Raw data Block Start

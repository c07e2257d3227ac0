//! Google BigQuery implementation of [`Warehouse`].
//!
//! Statements are submitted through `jobs.query`. When BigQuery returns
//! before the job finishes, `jobs.getQueryResults` is polled until it
//! reports completion or the configured budget runs out, so callers can
//! rely on a statement having taken effect once `execute` returns.

use async_trait::async_trait;
use gcp_bigquery_client::Client;
use gcp_bigquery_client::model::get_query_results_parameters::GetQueryResultsParameters;
use gcp_bigquery_client::model::get_query_results_response::GetQueryResultsResponse;
use gcp_bigquery_client::model::job_reference::JobReference;
use gcp_bigquery_client::model::query_request::QueryRequest;
use gcp_bigquery_client::model::query_response::QueryResponse;
use gcp_bigquery_client::model::table_row::TableRow;
use gcp_bigquery_client::model::table_schema::TableSchema;
use serde::{Deserialize, Serialize};
use snafu::prelude::*;
use std::time::{Duration, Instant};
use tracing::{debug, info};

use crate::emit;
use crate::error::{ClientInitSnafu, StatementSnafu, WarehouseError};
use crate::metrics::events::{RequestStatus, WarehouseStatement, WarehouseStatementDuration};

use super::{Statement, Warehouse};

/// Connection settings for BigQuery.
#[derive(Debug, Clone, Serialize, Deserialize)]
#[serde(deny_unknown_fields)]
pub struct BigQueryConfig {
    /// Project that runs (and is billed for) the jobs.
    pub project_id: String,
    /// Job location, e.g. "US" or "asia-south1".
    #[serde(default)]
    pub location: Option<String>,
    /// Service account key file; Application Default Credentials otherwise.
    #[serde(default)]
    pub credentials_file: Option<String>,
    /// How long to wait for a single statement to complete.
    #[serde(default = "default_query_timeout_secs")]
    pub query_timeout_secs: u64,
}

fn default_query_timeout_secs() -> u64 {
    60
}

/// BigQuery client handle. Construct once per workflow and share.
pub struct BigQueryWarehouse {
    client: Client,
    config: BigQueryConfig,
}

impl std::fmt::Debug for BigQueryWarehouse {
    fn fmt(&self, f: &mut std::fmt::Formatter<'_>) -> std::fmt::Result {
        write!(f, "BigQueryWarehouse<{}>", self.config.project_id)
    }
}

/// One page of results, from either `jobs.query` or `jobs.getQueryResults`.
struct ResultPage {
    complete: bool,
    job: Option<JobReference>,
    schema: Option<TableSchema>,
    rows: Vec<TableRow>,
    page_token: Option<String>,
}

impl From<QueryResponse> for ResultPage {
    fn from(response: QueryResponse) -> Self {
        Self {
            complete: response.job_complete.unwrap_or(false),
            job: response.job_reference,
            schema: response.schema,
            rows: response.rows.unwrap_or_default(),
            page_token: response.page_token,
        }
    }
}

impl From<GetQueryResultsResponse> for ResultPage {
    fn from(response: GetQueryResultsResponse) -> Self {
        Self {
            complete: response.job_complete.unwrap_or(false),
            job: response.job_reference,
            schema: response.schema,
            rows: response.rows.unwrap_or_default(),
            page_token: response.page_token,
        }
    }
}

impl BigQueryWarehouse {
    /// Build a client from a key file or Application Default Credentials.
    pub async fn connect(config: BigQueryConfig) -> Result<Self, WarehouseError> {
        let client = match &config.credentials_file {
            Some(path) => {
                debug!(path = %path, "Creating BigQuery client from service account key file");
                Client::from_service_account_key_file(path)
                    .await
                    .context(ClientInitSnafu)?
            }
            None => Client::from_application_default_credentials()
                .await
                .context(ClientInitSnafu)?,
        };

        info!(project = %config.project_id, "BigQuery client ready");
        Ok(Self { client, config })
    }

    fn timeout(&self) -> Duration {
        Duration::from_secs(self.config.query_timeout_secs)
    }

    /// Submit a statement and wait until BigQuery reports the job complete.
    async fn run(&self, statement: &Statement) -> Result<(JobReference, ResultPage), WarehouseError> {
        let kind = statement.kind.as_str();
        let start = Instant::now();
        let deadline = start + self.timeout();

        let result = self.submit_and_wait(statement, deadline).await;

        let status = if result.is_ok() {
            RequestStatus::Success
        } else {
            RequestStatus::Error
        };
        emit!(WarehouseStatement { kind, status });
        emit!(WarehouseStatementDuration {
            kind,
            duration: start.elapsed(),
        });

        result
    }

    async fn submit_and_wait(
        &self,
        statement: &Statement,
        deadline: Instant,
    ) -> Result<(JobReference, ResultPage), WarehouseError> {
        let kind = statement.kind.as_str();

        let mut request = QueryRequest::new(statement.sql.clone());
        request.location = self.config.location.clone();
        request.timeout_ms = Some(remaining_ms(deadline));

        debug!(kind, sql = %statement.sql, "Submitting statement");
        let response = self
            .client
            .job()
            .query(&self.config.project_id, request)
            .await
            .context(StatementSnafu { kind })?;

        let mut page = ResultPage::from(response);
        let job = page.job.clone().unwrap_or_default();
        let job_id = job.job_id.clone().unwrap_or_default();

        while !page.complete {
            if Instant::now() >= deadline || job_id.is_empty() {
                return Err(WarehouseError::Incomplete {
                    kind,
                    job_id,
                    timeout_secs: self.config.query_timeout_secs,
                });
            }

            debug!(kind, job_id = %job_id, "Statement still running, polling for completion");
            let params = GetQueryResultsParameters {
                location: job.location.clone().or_else(|| self.config.location.clone()),
                timeout_ms: Some(remaining_ms(deadline)),
                ..Default::default()
            };
            page = self
                .client
                .job()
                .get_query_results(&self.config.project_id, &job_id, params)
                .await
                .context(StatementSnafu { kind })?
                .into();
        }

        Ok((job, page))
    }

    /// Fetch every remaining page after the first.
    async fn remaining_rows(
        &self,
        statement: &Statement,
        job: &JobReference,
        mut page_token: Option<String>,
        rows: &mut Vec<TableRow>,
    ) -> Result<(), WarehouseError> {
        let kind = statement.kind.as_str();
        let job_id = job.job_id.clone().unwrap_or_default();

        while let Some(token) = page_token.take() {
            let params = GetQueryResultsParameters {
                location: job.location.clone().or_else(|| self.config.location.clone()),
                page_token: Some(token),
                ..Default::default()
            };
            let page: ResultPage = self
                .client
                .job()
                .get_query_results(&self.config.project_id, &job_id, params)
                .await
                .context(StatementSnafu { kind })?
                .into();
            rows.extend(page.rows);
            page_token = page.page_token;
        }
        Ok(())
    }
}

#[async_trait]
impl Warehouse for BigQueryWarehouse {
    async fn execute(&self, statement: &Statement) -> Result<(), WarehouseError> {
        self.run(statement).await?;
        Ok(())
    }

    async fn query_strings(
        &self,
        statement: &Statement,
        column: &str,
    ) -> Result<Vec<Option<String>>, WarehouseError> {
        let (job, page) = self.run(statement).await?;

        let index = column_index(page.schema.as_ref(), column).context(
            crate::error::MissingColumnSnafu {
                column: column.to_string(),
            },
        )?;

        let mut rows = page.rows;
        self.remaining_rows(statement, &job, page.page_token, &mut rows)
            .await?;

        Ok(rows.iter().map(|row| cell_string(row, index)).collect())
    }
}

fn remaining_ms(deadline: Instant) -> i32 {
    let remaining = deadline.saturating_duration_since(Instant::now()).as_millis();
    i32::try_from(remaining).unwrap_or(i32::MAX)
}

fn column_index(schema: Option<&TableSchema>, column: &str) -> Option<usize> {
    schema?
        .fields
        .as_ref()?
        .iter()
        .position(|field| field.name == column)
}

fn cell_string(row: &TableRow, index: usize) -> Option<String> {
    let value = row.columns.as_ref()?.get(index)?.value.as_ref()?;
    match value {
        serde_json::Value::Null => None,
        serde_json::Value::String(s) => Some(s.clone()),
        other => Some(other.to_string()),
    }
}

#[cfg(test)]
mod tests {
    use super::*;
    use gcp_bigquery_client::model::field_type::FieldType;
    use gcp_bigquery_client::model::table_cell::TableCell;
    use gcp_bigquery_client::model::table_field_schema::TableFieldSchema;

    fn row(values: Vec<serde_json::Value>) -> TableRow {
        TableRow {
            columns: Some(
                values
                    .into_iter()
                    .map(|value| TableCell { value: Some(value) })
                    .collect(),
            ),
        }
    }

    #[test]
    fn test_column_index() {
        let schema = TableSchema::new(vec![
            TableFieldSchema::new("year", FieldType::Int64),
            TableFieldSchema::new("country", FieldType::String),
        ]);
        assert_eq!(column_index(Some(&schema), "country"), Some(1));
        assert_eq!(column_index(Some(&schema), "missing"), None);
        assert_eq!(column_index(None, "country"), None);
    }

    #[test]
    fn test_cell_string() {
        let r = row(vec![
            serde_json::Value::String("India".to_string()),
            serde_json::Value::Null,
            serde_json::json!(true),
        ]);
        assert_eq!(cell_string(&r, 0).as_deref(), Some("India"));
        assert_eq!(cell_string(&r, 1), None);
        assert_eq!(cell_string(&r, 2).as_deref(), Some("true"));
        assert_eq!(cell_string(&r, 3), None);
    }

    #[test]
    fn test_config_defaults() {
        let config: BigQueryConfig = serde_yaml::from_str("project_id: analytics").unwrap();
        assert_eq!(config.project_id, "analytics");
        assert_eq!(config.query_timeout_secs, 60);
        assert!(config.location.is_none());
        assert!(config.credentials_file.is_none());
    }
}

Raw data Block End

Taking the records above, retype every line from the one with "fn cell_string(row: &TableRow, index: usize)" down to the one with "#[cfg(test)]", exactly and with nothing else.

fn cell_string(row: &TableRow, index: usize) -> Option<String> {
    let value = row.columns.as_ref()?.get(index)?.value.as_ref()?;
    match value {
        serde_json::Value::Null => None,
        serde_json::Value::String(s) => Some(s.clone()),
        other => Some(other.to_string()),
    }
}

#[cfg(test)]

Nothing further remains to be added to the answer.